» Assignment: Wherever the word "ServiceContextBuilder" occurs in the lines below, copy the whole line.

Saved entries
__________
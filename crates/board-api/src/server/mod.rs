//! Server setup and initialization

use std::net::SocketAddr;
use std::sync::Arc;

use axum::Router;
use board_cache::{Publisher, RedisPool};
use board_common::{shutdown_signal, AppConfig, AppError, AppResult};
use board_core::SnowflakeGenerator;
use board_db::{create_pool, run_migrations, DatabaseConfig, PgFeedbackRepository};
use board_service::ServiceContextBuilder;
use tokio::net::TcpListener;
use tracing::info;

use crate::middleware::apply_middleware;
use crate::routes::create_router;
use crate::state::AppState;

/// Build the complete Axum application with all routes and middleware
pub fn create_app(state: AppState) -> Router {
    let router = apply_middleware(
        create_router(),
        &state.config().cors,
        state.config().app.env.is_production(),
    );
    router.with_state(state)
}

/// Initialize all dependencies and create AppState
pub async fn create_app_state(config: AppConfig) -> AppResult<AppState> {
    info!("Connecting to PostgreSQL...");
    let pool = create_pool(&DatabaseConfig::from(&config.database))
        .await
        .map_err(|e| AppError::Database(e.to_string()))?;
    info!("PostgreSQL connection established");

    if config.database.run_migrations {
        run_migrations(&pool)
            .await
            .map_err(|e| AppError::Database(e.to_string()))?;
    }

    let redis_pool =
        RedisPool::from_config(&config.redis).map_err(|e| AppError::Cache(e.to_string()))?;
    let publisher = Publisher::new(redis_pool.clone());

    let service_context = ServiceContextBuilder::new()
        .feedback_repo(Arc::new(PgFeedbackRepository::new(pool.clone())))
        .publisher(Arc::new(publisher))
        .pool(pool)
        .redis_pool(Arc::new(redis_pool))
        .snowflake_generator(Arc::new(SnowflakeGenerator::new(
            config.snowflake.worker_id,
        )))
        .board(config.board.clone())
        .build()
        .map_err(|e| AppError::Config(e.to_string()))?;

    Ok(AppState::new(service_context, config))
}

/// Run the HTTP server until a shutdown signal arrives
pub async fn run_server(app: Router, listener: TcpListener) -> AppResult<()> {
    let addr = listener.local_addr()?;
    info!("Server listening on http://{}", addr);

    axum::serve(listener, app)
        .with_graceful_shutdown(shutdown_signal())
        .await?;

    info!("Server stopped");
    Ok(())
}

/// Run the complete server with configuration
pub async fn run(config: AppConfig) -> AppResult<()> {
    let address = config.api.address();
    let addr: SocketAddr = address
        .parse()
        .map_err(|e| AppError::config(format!("Invalid API address {address}: {e}")))?;

    let state = create_app_state(config).await?;
    let app = create_app(state);

    let listener = TcpListener::bind(addr)
        .await
        .map_err(|e| AppError::config(format!("Failed to bind to {addr}: {e}")))?;

    run_server(app, listener).await
}
//! Gateway server setup
//!
//! Provides the main WebSocket server configuration and routes.

mod handler;
mod state;

pub use handler::gateway_handler;
pub use state::GatewayState;

use crate::broadcast::{EventDispatcher, EventDispatcherConfig};
use crate::connection::ConnectionManager;
use axum::{routing::get, Router};
use board_common::protocol::GatewayMessage;
use board_common::{shutdown_signal, AppConfig, AppError, AppResult};
use std::future::Future;
use std::net::SocketAddr;
use std::sync::Arc;
use std::time::Duration;
use tokio::net::TcpListener;
use tower_http::trace::TraceLayer;

/// How long open boards get to see Reconnect and disconnect on shutdown
const DRAIN_TIMEOUT: Duration = Duration::from_secs(5);

/// Create the gateway router
pub fn create_router() -> Router<GatewayState> {
    Router::new()
        .route("/gateway", get(gateway_handler))
        .route("/health", get(health_check))
}

/// Health check endpoint
async fn health_check() -> &'static str {
    "OK"
}

/// Build the complete application
pub fn create_app(state: GatewayState) -> Router {
    create_router()
        .layer(TraceLayer::new_for_http())
        .with_state(state)
}

/// Initialize the connection registry and the Redis feed
pub async fn create_gateway_state(config: AppConfig) -> AppResult<GatewayState> {
    let connection_manager = ConnectionManager::new_shared();

    tracing::info!("Subscribing to Redis feedback channel...");
    let dispatcher_config = EventDispatcherConfig {
        redis_url: config.redis.url.clone(),
        ..Default::default()
    };

    let event_dispatcher = EventDispatcher::new(dispatcher_config, connection_manager.clone())
        .await
        .map_err(|e| AppError::Cache(format!("Failed to create event dispatcher: {e}")))?;

    let event_dispatcher = Arc::new(event_dispatcher);
    event_dispatcher.clone().start();

    Ok(GatewayState::new(connection_manager, config).with_event_dispatcher(event_dispatcher))
}

/// Stop pulling events and ask every board to reconnect elsewhere
pub fn begin_shutdown(state: &GatewayState) {
    if let Some(dispatcher) = state.event_dispatcher() {
        dispatcher.stop();
    }
    let notified = state
        .connection_manager()
        .broadcast(&GatewayMessage::reconnect());
    tracing::info!(boards = notified, "Sent Reconnect to connected boards");
}

/// Serve the gateway until `shutdown` resolves, then drain open boards
pub async fn run_server<F>(
    state: GatewayState,
    listener: TcpListener,
    shutdown: F,
) -> AppResult<()>
where
    F: Future<Output = ()> + Send + 'static,
{
    let addr = listener.local_addr()?;
    tracing::info!("Gateway listening on ws://{}/gateway", addr);

    let app = create_app(state.clone());
    let shutdown_state = state.clone();

    axum::serve(listener, app)
        .with_graceful_shutdown(async move {
            shutdown.await;
            begin_shutdown(&shutdown_state);
        })
        .await?;

    let remaining = state.connection_manager().drain(DRAIN_TIMEOUT).await;
    if remaining > 0 {
        tracing::warn!(remaining = remaining, "Boards still connected at shutdown");
    }

    tracing::info!("Gateway stopped");
    Ok(())
}

/// Run the complete gateway server with configuration
pub async fn run(config: AppConfig) -> AppResult<()> {
    let address = config.gateway.address();
    let addr: SocketAddr = address
        .parse()
        .map_err(|e| AppError::config(format!("Invalid gateway address {address}: {e}")))?;

    let state = create_gateway_state(config).await?;

    let listener = TcpListener::bind(addr)
        .await
        .map_err(|e| AppError::config(format!("Failed to bind to {addr}: {e}")))?;

    run_server(state, listener, shutdown_signal()).await
}
//! Tracing and logging setup
//!
//! Configures the `tracing` subscriber with `RUST_LOG`-based filtering and
//! either human-readable or JSON output.

use tracing::Level;
use tracing_subscriber::{
    fmt::{self, format::FmtSpan},
    layer::SubscriberExt,
    util::{SubscriberInitExt, TryInitError},
    EnvFilter,
};

use crate::config::Environment;

/// Tracing configuration options
#[derive(Debug, Clone)]
pub struct TracingConfig {
    /// Fallback level when `RUST_LOG` is unset
    pub level: Level,
    /// Enable JSON output format
    pub json: bool,
    /// Include span events (new, close)
    pub span_events: bool,
    /// Include file and line numbers
    pub file_line: bool,
    pub thread_names: bool,
}

impl Default for TracingConfig {
    fn default() -> Self {
        Self {
            level: Level::INFO,
            json: false,
            span_events: false,
            file_line: true,
            thread_names: false,
        }
    }
}

impl TracingConfig {
    /// Debug logging with span events
    #[must_use]
    pub fn development() -> Self {
        Self {
            level: Level::DEBUG,
            json: false,
            span_events: true,
            file_line: true,
            thread_names: true,
        }
    }

    /// JSON logging for log shippers
    #[must_use]
    pub fn production() -> Self {
        Self {
            level: Level::INFO,
            json: true,
            span_events: false,
            file_line: false,
            thread_names: false,
        }
    }

    /// Pick the preset matching a deployment environment
    #[must_use]
    pub fn for_environment(env: Environment) -> Self {
        match env {
            Environment::Production | Environment::Staging => Self::production(),
            Environment::Development => Self::default(),
        }
    }

    fn span_events(&self) -> FmtSpan {
        if self.span_events {
            FmtSpan::NEW | FmtSpan::CLOSE
        } else {
            FmtSpan::NONE
        }
    }

    fn env_filter(&self) -> EnvFilter {
        EnvFilter::try_from_default_env().unwrap_or_else(|_| EnvFilter::new(self.level.to_string()))
    }
}

/// Try to initialize tracing; safe to call more than once
pub fn try_init_tracing() -> Result<(), TracingError> {
    try_init_tracing_with_config(TracingConfig::default())
}

/// Try to initialize tracing with custom configuration; safe to call more than once
pub fn try_init_tracing_with_config(config: TracingConfig) -> Result<(), TracingError> {
    install(&config).map_err(|_| TracingError::AlreadyInitialized)
}

fn install(config: &TracingConfig) -> Result<(), TryInitError> {
    let registry = tracing_subscriber::registry().with(config.env_filter());

    if config.json {
        registry
            .with(
                fmt::layer()
                    .json()
                    .with_file(config.file_line)
                    .with_line_number(config.file_line)
                    .with_thread_names(config.thread_names)
                    .with_span_events(config.span_events()),
            )
            .try_init()
    } else {
        registry
            .with(
                fmt::layer()
                    .with_file(config.file_line)
                    .with_line_number(config.file_line)
                    .with_thread_names(config.thread_names)
                    .with_span_events(config.span_events()),
            )
            .try_init()
    }
}

/// Tracing initialization errors
#[derive(Debug, thiserror::Error)]
pub enum TracingError {
    #[error("Tracing subscriber already initialized")]
    AlreadyInitialized,
}
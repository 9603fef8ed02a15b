//! Axum extractors for request handling

mod limit;
mod validated;

pub use limit::{RecentLimit, MAX_LIMIT};
pub use validated::ValidatedJson;
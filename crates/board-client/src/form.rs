//! Submission form
//!
//! Holds the three fields, validates them locally, and performs exactly
//! one insert per accepted submit. A second submit while one is in flight
//! is refused rather than queued.

use crate::backend::{NewFeedback, SharedBackend};
use board_core::{CommentPolicy, Rating, Snowflake};
use chrono::Utc;
use parking_lot::Mutex;
use std::borrow::Cow;
use std::sync::atomic::{AtomicBool, Ordering};
use validator::{ValidationError, ValidationErrors};

pub const NAME_MIN: usize = 2;
pub const NAME_MAX: usize = 100;

/// Current field values
#[derive(Debug, Clone, Default, PartialEq, Eq)]
pub struct FormFields {
    pub name: String,
    pub comment: String,
    pub rating: Option<i32>,
}

/// Toast shown after a submit attempt
#[derive(Debug, Clone, PartialEq, Eq)]
pub struct Notification {
    pub title: String,
    pub body: String,
    pub destructive: bool,
}

impl Notification {
    pub fn success() -> Self {
        Self {
            title: "Success!".to_string(),
            body: "Your feedback has been submitted.".to_string(),
            destructive: false,
        }
    }

    pub fn failure() -> Self {
        Self {
            title: "Error".to_string(),
            body: "Failed to submit feedback. Please try again.".to_string(),
            destructive: true,
        }
    }
}

impl std::fmt::Display for Notification {
    fn fmt(&self, f: &mut std::fmt::Formatter<'_>) -> std::fmt::Result {
        write!(f, "{} {}", self.title, self.body)
    }
}

/// Result of one submit action
#[derive(Debug)]
pub enum SubmitOutcome {
    /// Another submission is still in flight
    Busy,
    /// Local validation failed; nothing was sent
    Invalid(ValidationErrors),
    Submitted {
        id: Snowflake,
        notification: Notification,
    },
    /// The backend refused or could not be reached; fields are kept
    Failed(Notification),
}

impl SubmitOutcome {
    pub fn is_submitted(&self) -> bool {
        matches!(self, Self::Submitted { .. })
    }

    pub fn notification(&self) -> Option<&Notification> {
        match self {
            Self::Submitted { notification, .. } | Self::Failed(notification) => Some(notification),
            Self::Busy | Self::Invalid(_) => None,
        }
    }
}

/// Clears the in-flight flag on every exit path
struct InFlight<'a>(&'a AtomicBool);

impl Drop for InFlight<'_> {
    fn drop(&mut self) {
        self.0.store(false, Ordering::SeqCst);
    }
}

pub struct SubmissionForm {
    backend: SharedBackend,
    policy: CommentPolicy,
    rating_required: bool,
    fields: Mutex<FormFields>,
    in_flight: AtomicBool,
}

impl SubmissionForm {
    /// Form with a required rating
    pub fn new(backend: SharedBackend, policy: CommentPolicy) -> Self {
        Self {
            backend,
            policy,
            rating_required: true,
            fields: Mutex::new(FormFields::default()),
            in_flight: AtomicBool::new(false),
        }
    }

    /// Variant without a rating field; submissions carry no emoji
    pub fn without_rating(mut self) -> Self {
        self.rating_required = false;
        self
    }

    pub fn policy(&self) -> &CommentPolicy {
        &self.policy
    }

    pub fn rating_required(&self) -> bool {
        self.rating_required
    }

    /// Rating choices in display order
    pub fn rating_options(&self) -> &'static [Rating] {
        if self.rating_required {
            &Rating::ALL
        } else {
            &[]
        }
    }

    pub fn fields(&self) -> FormFields {
        self.fields.lock().clone()
    }

    pub fn set_name(&self, name: impl Into<String>) {
        self.fields.lock().name = name.into();
    }

    pub fn set_comment(&self, comment: impl Into<String>) {
        self.fields.lock().comment = comment.into();
    }

    pub fn set_rating(&self, rating: Option<i32>) {
        self.fields.lock().rating = rating;
    }

    /// Pick the preset comment at `index`; `false` if there is none
    pub fn select_preset(&self, index: usize) -> bool {
        match self.policy.options().get(index) {
            Some(option) => {
                self.fields.lock().comment.clone_from(option);
                true
            }
            None => false,
        }
    }

    pub fn is_submitting(&self) -> bool {
        self.in_flight.load(Ordering::SeqCst)
    }

    pub fn reset(&self) {
        *self.fields.lock() = FormFields::default();
    }

    /// Check the current fields
    pub fn validate(&self) -> Result<(), ValidationErrors> {
        self.validate_fields(&self.fields())
    }

    fn validate_fields(&self, fields: &FormFields) -> Result<(), ValidationErrors> {
        let mut errors = ValidationErrors::new();

        let name_len = fields.name.chars().count();
        if name_len < NAME_MIN {
            errors.add("name", field_error("length", "Name must be at least 2 characters"));
        } else if name_len > NAME_MAX {
            errors.add("name", field_error("length", "Name must be at most 100 characters"));
        }

        if !self.policy.accepts(&fields.comment) {
            errors.add("comment", field_error("comment", self.policy.error_message()));
        }

        if self.rating_required
            && fields
                .rating
                .and_then(|v| Rating::try_from(v).ok())
                .is_none()
        {
            errors.add("rating", field_error("required", "Please select a rating"));
        }

        if errors.is_empty() {
            Ok(())
        } else {
            Err(errors)
        }
    }

    /// Validate, then insert once
    ///
    /// Success clears the fields. Failure keeps them so the visitor can try
    /// again by hand.
    pub async fn submit(&self) -> SubmitOutcome {
        if self
            .in_flight
            .compare_exchange(false, true, Ordering::SeqCst, Ordering::SeqCst)
            .is_err()
        {
            return SubmitOutcome::Busy;
        }
        let _guard = InFlight(&self.in_flight);

        let fields = self.fields();
        if let Err(errors) = self.validate_fields(&fields) {
            return SubmitOutcome::Invalid(errors);
        }

        let feedback = NewFeedback {
            name: fields.name,
            comment: fields.comment,
            emoji: if self.rating_required { fields.rating } else { None },
            created_at: Utc::now(),
        };

        match self.backend.insert(feedback).await {
            Ok(id) => {
                tracing::info!(id = %id, "Feedback submitted");
                self.reset();
                SubmitOutcome::Submitted {
                    id,
                    notification: Notification::success(),
                }
            }
            Err(e) => {
                tracing::warn!(error = %e, "Failed to submit feedback");
                SubmitOutcome::Failed(Notification::failure())
            }
        }
    }
}

impl std::fmt::Debug for SubmissionForm {
    fn fmt(&self, f: &mut std::fmt::Formatter<'_>) -> std::fmt::Result {
        f.debug_struct("SubmissionForm")
            .field("policy", &self.policy)
            .field("rating_required", &self.rating_required)
            .field("fields", &*self.fields.lock())
            .field("in_flight", &self.is_submitting())
            .finish()
    }
}

fn field_error(code: &'static str, message: impl Into<Cow<'static, str>>) -> ValidationError {
    let mut error = ValidationError::new(code);
    error.message = Some(message.into());
    error
}

/// First message recorded for `field`, if any
pub fn field_message<'a>(errors: &'a ValidationErrors, field: &str) -> Option<&'a str> {
    errors
        .field_errors()
        .get(field)
        .copied()
        .and_then(|list| list.first())
        .and_then(|error| error.message.as_deref())
}
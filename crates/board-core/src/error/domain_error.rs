//! Domain errors - error types for the domain layer

use thiserror::Error;

use crate::value_objects::{InvalidRating, Snowflake};

/// Domain layer errors
#[derive(Debug, Error)]
pub enum DomainError {
    // =========================================================================
    // Validation Errors
    // =========================================================================
    #[error("Validation error: {0}")]
    ValidationError(String),

    #[error("Invalid rating: {0}")]
    InvalidRating(#[from] InvalidRating),

    #[error("Content too long: max {max} characters")]
    ContentTooLong { max: usize },

    // =========================================================================
    // Conflict Errors
    // =========================================================================
    #[error("Feedback already exists: {0}")]
    DuplicateFeedback(Snowflake),

    // =========================================================================
    // Infrastructure Errors (wrapped)
    // =========================================================================
    #[error("Database error: {0}")]
    DatabaseError(String),

    #[error("Cache error: {0}")]
    CacheError(String),

    #[error("Internal error: {0}")]
    InternalError(String),
}

impl DomainError {
    /// Get an error code string for API responses
    pub fn code(&self) -> &'static str {
        match self {
            Self::ValidationError(_) => "VALIDATION_ERROR",
            Self::InvalidRating(_) => "INVALID_RATING",
            Self::ContentTooLong { .. } => "CONTENT_TOO_LONG",
            Self::DuplicateFeedback(_) => "DUPLICATE_FEEDBACK",
            Self::DatabaseError(_) => "DATABASE_ERROR",
            Self::CacheError(_) => "CACHE_ERROR",
            Self::InternalError(_) => "INTERNAL_ERROR",
        }
    }

    /// Check if this is a validation error
    pub fn is_validation(&self) -> bool {
        matches!(
            self,
            Self::ValidationError(_) | Self::InvalidRating(_) | Self::ContentTooLong { .. }
        )
    }

    /// Check if this is a conflict error
    pub fn is_conflict(&self) -> bool {
        matches!(self, Self::DuplicateFeedback(_))
    }
}
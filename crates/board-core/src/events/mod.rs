//! Domain events

mod domain_event;

pub use domain_event::{DomainEvent, FeedbackCreatedEvent};
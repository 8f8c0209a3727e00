#![cfg(all(feature = "reqwest", feature = "test"))]

// self
use oauth_link::{
	_preludet::*,
	auth::{AccessTokenResult, ProviderId, ScopeSet, ScopeSpec},
	error::{CodeError, ConfigError},
	flows::{AuthorizationQuery, RequestContext},
	provider::{
		BodyEncoding, DefaultProviderStrategy, ProviderDescriptor, ProviderDescriptorBuilder,
		ProviderDescriptorError, ProviderSettings, ProviderStrategy, StrategyContext,
		StrategyFuture,
	},
};

fn url(value: &str) -> Url {
	Url::parse(value).expect("Failed to parse mock provider URL.")
}

fn builder(id: &str) -> ProviderDescriptorBuilder {
	let provider_id =
		ProviderId::new(id).expect("Failed to build provider identifier for mock descriptor.");

	ProviderDescriptor::builder(provider_id).client_id("client-123").client_secret("secret")
}

#[test]
fn descriptor_rejects_insecure_endpoints_and_missing_fields() {
	let err = builder("mock")
		.authorization_endpoint(url("http://example.com/auth"))
		.token_endpoint(url("https://example.com/token"))
		.build()
		.expect_err("Descriptor builder should reject insecure authorization endpoints.");

	assert!(matches!(
		err,
		ProviderDescriptorError::InsecureEndpoint { endpoint: "authorization", .. }
	));

	let err = builder("mock")
		.authorization_endpoint(url("https://example.com/auth"))
		.build()
		.expect_err("Descriptor builder should require a token endpoint.");

	assert_eq!(err, ProviderDescriptorError::MissingTokenEndpoint);

	let err = ProviderDescriptor::builder(ProviderId::new("mock").expect("Id should be valid."))
		.authorization_endpoint(url("https://example.com/auth"))
		.token_endpoint(url("https://example.com/token"))
		.build()
		.expect_err("Descriptor builder should require a client id.");

	assert_eq!(err, ProviderDescriptorError::MissingClientId);
}

#[test]
fn descriptor_rejects_reserved_query_extras() {
	let err = builder("mock")
		.authorization_endpoint(url("https://example.com/auth"))
		.token_endpoint(url("https://example.com/token"))
		.query_param("client_id", "shadow")
		.build()
		.expect_err("Extras must not shadow engine parameters.");

	assert_eq!(err, ProviderDescriptorError::ReservedQueryParameter { name: "client_id".into() });
}

#[test]
fn loopback_endpoints_may_use_plain_http() {
	let descriptor = builder("local")
		.authorization_endpoint(url("http://127.0.0.1:8080/auth"))
		.token_endpoint(url("http://localhost:8080/token"))
		.build()
		.expect("Loopback endpoints should be accepted.");

	assert_eq!(descriptor.endpoints.token.as_str(), "http://localhost:8080/token");
}

#[test]
fn settings_load_from_json() {
	let settings: ProviderSettings = serde_json::from_value(serde_json::json!({
		"name": "discord",
		"client_id": "cid",
		"client_secret": "secret",
		"auth_url": "https://discord.com/api/oauth2/authorize",
		"token_url": "https://discord.com/api/oauth2/token",
		"scopes": ["identify", "email"],
		"encoding": "form_urlencoded"
	}))
	.expect("Provider settings should deserialize.");
	let descriptor =
		ProviderDescriptor::try_from(settings).expect("Provider settings should validate.");

	assert_eq!(descriptor.name(), "discord");
	assert_eq!(descriptor.encoding, BodyEncoding::FormUrlencoded);
	assert!(matches!(descriptor.scopes, ScopeSpec::Fixed(ref set) if set.len() == 2));
}

#[test]
fn invalid_settings_surface_config_errors() {
	let settings: ProviderSettings = serde_json::from_value(serde_json::json!({
		"name": "plain",
		"client_id": "cid",
		"auth_url": "http://example.com/auth",
		"token_url": "https://example.com/token"
	}))
	.expect("Provider settings should deserialize.");
	let err = ProviderDescriptor::try_from(settings).expect_err("Insecure settings must fail.");

	assert!(matches!(err, ConfigError::InvalidDescriptor(_)));
}

#[tokio::test]
async fn computed_scopes_see_the_request_context() {
	let descriptor = builder("computed")
		.authorization_endpoint(url("https://example.com/auth"))
		.token_endpoint(url("https://example.com/token"))
		.scopes(ScopeSpec::computed(|provider, request| {
			let mut scopes = vec![format!("{provider}:read")];

			if request.query("write").is_some() {
				scopes.push(format!("{provider}:write"));
			}

			scopes
		}))
		.build()
		.expect("Descriptor should build.");
	let connector =
		build_reqwest_test_connector(descriptor, "https://app.example.com/oauth/computed");
	let query = connector
		.authorization_query(&query_context([("write", "1")]))
		.await
		.expect("Query should build.");

	assert_eq!(query.get("scope"), Some("computed:read computed:write"));
}

#[tokio::test]
async fn custom_strategies_override_single_steps() {
	struct SmashcastStrategy;
	impl ProviderStrategy for SmashcastStrategy {
		fn authorization_query<'a>(
			&'a self,
			cx: StrategyContext<'a>,
			_request: &'a RequestContext,
		) -> StrategyFuture<'a, AuthorizationQuery> {
			Box::pin(async move {
				let mut query = AuthorizationQuery::default();

				query.insert("app_token", cx.descriptor.client_id.as_str());

				Ok(query)
			})
		}

		fn extract_code(&self, request: &RequestContext) -> Option<String> {
			request.query("request_token").map(str::to_owned)
		}

		fn pre_authorized_tokens(&self, request: &RequestContext) -> Option<AccessTokenResult> {
			request.query("authToken").map(AccessTokenResult::new)
		}
	}

	let descriptor = builder("smashcast")
		.authorization_endpoint(url("https://api.example.com/oauth/login"))
		.token_endpoint(url("https://api.example.com/oauth/exchange"))
		.build()
		.expect("Descriptor should build.");
	let connector = build_reqwest_test_connector_with(
		descriptor,
		Arc::new(SmashcastStrategy),
		"https://app.example.com/oauth/smashcast",
	);
	let query = connector
		.authorization_query(&RequestContext::default())
		.await
		.expect("Query should build.");

	assert_eq!(query.get("app_token"), Some("client-123"));
	assert!(!query.contains_key("response_type"));

	let tokens = connector
		.resolve_callback(&query_context([("authToken", "issued")]))
		.await
		.expect("Pre-authorized callbacks should succeed.");

	assert_eq!(tokens.access_token.expose(), "issued");

	let err = connector
		.resolve_callback(&query_context([("code", "ignored")]))
		.await
		.expect_err("Custom code extraction should ignore `code`.");

	assert!(matches!(err, Error::Code(CodeError::Missing)));
}

#[tokio::test]
async fn default_strategy_reports_missing_profiles() {
	let descriptor = builder("noprofile")
		.authorization_endpoint(url("https://example.com/auth"))
		.token_endpoint(url("https://example.com/token"))
		.scopes(ScopeSet::default())
		.build()
		.expect("Descriptor should build.");
	let connector = build_reqwest_test_connector_with(
		descriptor,
		Arc::new(DefaultProviderStrategy::default()),
		"https://app.example.com/oauth/noprofile",
	);
	let err = connector
		.fetch_profile(&AccessTokenResult::new("at"))
		.await
		.expect_err("Providers without a profile endpoint should fail.");

	assert!(matches!(
		err,
		Error::ProfileNotImplemented { ref provider } if provider == "noprofile"
	));
}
__________
» Completed task:
use board_service::ServiceContextBuilder;
    let service_context = ServiceContextBuilder::new()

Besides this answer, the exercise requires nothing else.